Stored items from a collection
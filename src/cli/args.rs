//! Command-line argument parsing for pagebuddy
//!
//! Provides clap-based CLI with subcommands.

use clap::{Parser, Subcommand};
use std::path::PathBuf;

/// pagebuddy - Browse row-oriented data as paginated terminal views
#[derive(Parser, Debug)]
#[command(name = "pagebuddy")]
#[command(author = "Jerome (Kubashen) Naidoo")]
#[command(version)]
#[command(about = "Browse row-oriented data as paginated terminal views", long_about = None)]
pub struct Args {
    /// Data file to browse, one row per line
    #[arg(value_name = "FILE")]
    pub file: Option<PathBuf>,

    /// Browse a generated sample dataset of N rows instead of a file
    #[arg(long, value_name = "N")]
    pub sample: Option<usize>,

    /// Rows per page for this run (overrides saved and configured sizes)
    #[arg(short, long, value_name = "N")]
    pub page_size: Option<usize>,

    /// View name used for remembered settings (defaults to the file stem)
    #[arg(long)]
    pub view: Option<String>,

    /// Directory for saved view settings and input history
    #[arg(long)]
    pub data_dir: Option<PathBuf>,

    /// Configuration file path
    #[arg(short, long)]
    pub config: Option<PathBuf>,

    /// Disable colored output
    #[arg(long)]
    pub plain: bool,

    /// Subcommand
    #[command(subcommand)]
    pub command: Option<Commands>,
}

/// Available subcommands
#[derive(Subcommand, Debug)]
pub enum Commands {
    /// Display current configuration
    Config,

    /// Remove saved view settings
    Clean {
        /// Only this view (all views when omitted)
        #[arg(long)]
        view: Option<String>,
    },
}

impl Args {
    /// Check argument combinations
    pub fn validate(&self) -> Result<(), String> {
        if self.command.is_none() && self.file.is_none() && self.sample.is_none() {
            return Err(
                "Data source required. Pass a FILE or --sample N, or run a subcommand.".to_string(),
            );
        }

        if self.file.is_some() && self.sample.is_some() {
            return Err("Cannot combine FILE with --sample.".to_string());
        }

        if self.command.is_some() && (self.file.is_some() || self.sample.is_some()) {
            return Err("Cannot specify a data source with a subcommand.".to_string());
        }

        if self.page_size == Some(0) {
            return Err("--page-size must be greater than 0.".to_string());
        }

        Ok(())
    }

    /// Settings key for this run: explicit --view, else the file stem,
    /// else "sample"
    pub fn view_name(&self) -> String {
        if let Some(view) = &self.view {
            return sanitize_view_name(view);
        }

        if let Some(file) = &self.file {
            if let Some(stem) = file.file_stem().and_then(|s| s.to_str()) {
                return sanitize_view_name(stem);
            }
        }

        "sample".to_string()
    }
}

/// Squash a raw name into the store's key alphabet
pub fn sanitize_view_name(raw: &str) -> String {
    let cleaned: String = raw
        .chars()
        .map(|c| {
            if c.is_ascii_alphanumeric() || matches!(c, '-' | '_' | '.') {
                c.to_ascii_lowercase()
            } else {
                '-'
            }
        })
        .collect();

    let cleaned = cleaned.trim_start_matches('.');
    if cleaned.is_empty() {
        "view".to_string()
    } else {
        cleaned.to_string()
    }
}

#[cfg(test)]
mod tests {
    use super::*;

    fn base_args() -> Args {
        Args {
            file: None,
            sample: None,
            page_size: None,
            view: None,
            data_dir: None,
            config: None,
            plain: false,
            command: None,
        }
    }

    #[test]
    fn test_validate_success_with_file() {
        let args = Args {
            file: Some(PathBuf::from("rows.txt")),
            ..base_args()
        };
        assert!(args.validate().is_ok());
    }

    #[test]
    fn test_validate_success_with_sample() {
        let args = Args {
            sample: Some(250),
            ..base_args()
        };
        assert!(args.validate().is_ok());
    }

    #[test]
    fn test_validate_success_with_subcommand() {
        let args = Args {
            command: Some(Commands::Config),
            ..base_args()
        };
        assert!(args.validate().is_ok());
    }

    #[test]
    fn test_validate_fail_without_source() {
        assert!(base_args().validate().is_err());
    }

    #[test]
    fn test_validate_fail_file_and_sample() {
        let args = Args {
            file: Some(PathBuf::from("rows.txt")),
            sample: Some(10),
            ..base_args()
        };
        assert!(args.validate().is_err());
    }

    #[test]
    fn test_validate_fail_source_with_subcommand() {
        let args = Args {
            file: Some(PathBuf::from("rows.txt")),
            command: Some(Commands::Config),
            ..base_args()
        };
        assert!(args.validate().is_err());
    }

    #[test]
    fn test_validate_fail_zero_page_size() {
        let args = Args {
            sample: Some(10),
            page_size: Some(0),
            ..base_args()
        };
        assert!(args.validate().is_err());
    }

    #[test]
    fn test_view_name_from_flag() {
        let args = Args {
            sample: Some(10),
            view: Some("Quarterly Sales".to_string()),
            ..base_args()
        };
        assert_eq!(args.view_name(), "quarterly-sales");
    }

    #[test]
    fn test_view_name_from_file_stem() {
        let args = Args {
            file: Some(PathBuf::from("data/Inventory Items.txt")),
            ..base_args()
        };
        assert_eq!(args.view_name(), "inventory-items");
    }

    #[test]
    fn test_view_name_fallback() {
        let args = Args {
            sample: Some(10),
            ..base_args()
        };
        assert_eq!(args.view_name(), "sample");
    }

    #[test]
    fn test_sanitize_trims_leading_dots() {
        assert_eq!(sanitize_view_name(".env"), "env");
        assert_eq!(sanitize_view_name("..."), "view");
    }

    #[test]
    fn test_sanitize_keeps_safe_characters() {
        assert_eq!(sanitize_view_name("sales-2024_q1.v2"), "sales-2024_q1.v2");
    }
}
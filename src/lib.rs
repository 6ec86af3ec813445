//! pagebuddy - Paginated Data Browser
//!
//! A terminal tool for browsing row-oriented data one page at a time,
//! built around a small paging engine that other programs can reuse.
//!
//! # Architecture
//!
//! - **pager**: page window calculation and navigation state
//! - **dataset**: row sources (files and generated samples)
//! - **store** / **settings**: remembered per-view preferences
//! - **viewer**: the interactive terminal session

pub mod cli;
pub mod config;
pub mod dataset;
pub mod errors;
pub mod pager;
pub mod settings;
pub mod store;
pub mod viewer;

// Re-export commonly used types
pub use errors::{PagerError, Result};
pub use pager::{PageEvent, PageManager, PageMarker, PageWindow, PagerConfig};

EXERCISE INSTRUCTIONS: Each record must be returned in full and exactly.

EXPECTED ANSWER:
filename src/cli/args.rs
//! Command-line argument parsing for pagebuddy
//!
//! Provides clap-based CLI with subcommands.

use clap::{Parser, Subcommand};
use std::path::PathBuf;

/// pagebuddy - Browse row-oriented data as paginated terminal views
#[derive(Parser, Debug)]
#[command(name = "pagebuddy")]
#[command(author = "Jerome (Kubashen) Naidoo")]
#[command(version)]
#[command(about = "Browse row-oriented data as paginated terminal views", long_about = None)]
pub struct Args {
    /// Data file to browse, one row per line
    #[arg(value_name = "FILE")]
    pub file: Option<PathBuf>,

    /// Browse a generated sample dataset of N rows instead of a file
    #[arg(long, value_name = "N")]
    pub sample: Option<usize>,

    /// Rows per page for this run (overrides saved and configured sizes)
    #[arg(short, long, value_name = "N")]
    pub page_size: Option<usize>,

    /// View name used for remembered settings (defaults to the file stem)
    #[arg(long)]
    pub view: Option<String>,

    /// Directory for saved view settings and input history
    #[arg(long)]
    pub data_dir: Option<PathBuf>,

    /// Configuration file path
    #[arg(short, long)]
    pub config: Option<PathBuf>,

    /// Disable colored output
    #[arg(long)]
    pub plain: bool,

    /// Subcommand
    #[command(subcommand)]
    pub command: Option<Commands>,
}

/// Available subcommands
#[derive(Subcommand, Debug)]
pub enum Commands {
    /// Display current configuration
    Config,

    /// Remove saved view settings
    Clean {
        /// Only this view (all views when omitted)
        #[arg(long)]
        view: Option<String>,
    },
}

impl Args {
    /// Check argument combinations
    pub fn validate(&self) -> Result<(), String> {
        if self.command.is_none() && self.file.is_none() && self.sample.is_none() {
            return Err(
                "Data source required. Pass a FILE or --sample N, or run a subcommand.".to_string(),
            );
        }

        if self.file.is_some() && self.sample.is_some() {
            return Err("Cannot combine FILE with --sample.".to_string());
        }

        if self.command.is_some() && (self.file.is_some() || self.sample.is_some()) {
            return Err("Cannot specify a data source with a subcommand.".to_string());
        }

        if self.page_size == Some(0) {
            return Err("--page-size must be greater than 0.".to_string());
        }

        Ok(())
    }

    /// Settings key for this run: explicit --view, else the file stem,
    /// else "sample"
    pub fn view_name(&self) -> String {
        if let Some(view) = &self.view {
            return sanitize_view_name(view);
        }

        if let Some(file) = &self.file {
            if let Some(stem) = file.file_stem().and_then(|s| s.to_str()) {
                return sanitize_view_name(stem);
            }
        }

        "sample".to_string()
    }
}

/// Squash a raw name into the store's key alphabet
pub fn sanitize_view_name(raw: &str) -> String {
    let cleaned: String = raw
        .chars()
        .map(|c| {
            if c.is_ascii_alphanumeric() || matches!(c, '-' | '_' | '.') {
                c.to_ascii_lowercase()
            } else {
                '-'
            }
        })
        .collect();

    let cleaned = cleaned.trim_start_matches('.');
    if cleaned.is_empty() {
        "view".to_string()
    } else {
        cleaned.to_string()
    }
}

#[cfg(test)]
mod tests {
    use super::*;

    fn base_args() -> Args {
        Args {
            file: None,
            sample: None,
            page_size: None,
            view: None,
            data_dir: None,
            config: None,
            plain: false,
            command: None,
        }
    }

    #[test]
    fn test_validate_success_with_file() {
        let args = Args {
            file: Some(PathBuf::from("rows.txt")),
            ..base_args()
        };
        assert!(args.validate().is_ok());
    }

    #[test]
    fn test_validate_success_with_sample() {
        let args = Args {
            sample: Some(250),
            ..base_args()
        };
        assert!(args.validate().is_ok());
    }

    #[test]
    fn test_validate_success_with_subcommand() {
        let args = Args {
            command: Some(Commands::Config),
            ..base_args()
        };
        assert!(args.validate().is_ok());
    }

    #[test]
    fn test_validate_fail_without_source() {
        assert!(base_args().validate().is_err());
    }

    #[test]
    fn test_validate_fail_file_and_sample() {
        let args = Args {
            file: Some(PathBuf::from("rows.txt")),
            sample: Some(10),
            ..base_args()
        };
        assert!(args.validate().is_err());
    }

    #[test]
    fn test_validate_fail_source_with_subcommand() {
        let args = Args {
            file: Some(PathBuf::from("rows.txt")),
            command: Some(Commands::Config),
            ..base_args()
        };
        assert!(args.validate().is_err());
    }

    #[test]
    fn test_validate_fail_zero_page_size() {
        let args = Args {
            sample: Some(10),
            page_size: Some(0),
            ..base_args()
        };
        assert!(args.validate().is_err());
    }

    #[test]
    fn test_view_name_from_flag() {
        let args = Args {
            sample: Some(10),
            view: Some("Quarterly Sales".to_string()),
            ..base_args()
        };
        assert_eq!(args.view_name(), "quarterly-sales");
    }

    #[test]
    fn test_view_name_from_file_stem() {
        let args = Args {
            file: Some(PathBuf::from("data/Inventory Items.txt")),
            ..base_args()
        };
        assert_eq!(args.view_name(), "inventory-items");
    }

    #[test]
    fn test_view_name_fallback() {
        let args = Args {
            sample: Some(10),
            ..base_args()
        };
        assert_eq!(args.view_name(), "sample");
    }

    #[test]
    fn test_sanitize_trims_leading_dots() {
        assert_eq!(sanitize_view_name(".env"), "env");
        assert_eq!(sanitize_view_name("..."), "view");
    }

    #[test]
    fn test_sanitize_keeps_safe_characters() {
        assert_eq!(sanitize_view_name("sales-2024_q1.v2"), "sales-2024_q1.v2");
    }
}
filename src/lib.rs
repository 6ec86af3ec813445
//! pagebuddy - Paginated Data Browser
//!
//! A terminal tool for browsing row-oriented data one page at a time,
//! built around a small paging engine that other programs can reuse.
//!
//! # Architecture
//!
//! - **pager**: page window calculation and navigation state
//! - **dataset**: row sources (files and generated samples)
//! - **store** / **settings**: remembered per-view preferences
//! - **viewer**: the interactive terminal session

pub mod cli;
pub mod config;
pub mod dataset;
pub mod errors;
pub mod pager;
pub mod settings;
pub mod store;
pub mod viewer;

// Re-export commonly used types
pub use errors::{PagerError, Result};
pub use pager::{PageEvent, PageManager, PageMarker, PageWindow, PagerConfig};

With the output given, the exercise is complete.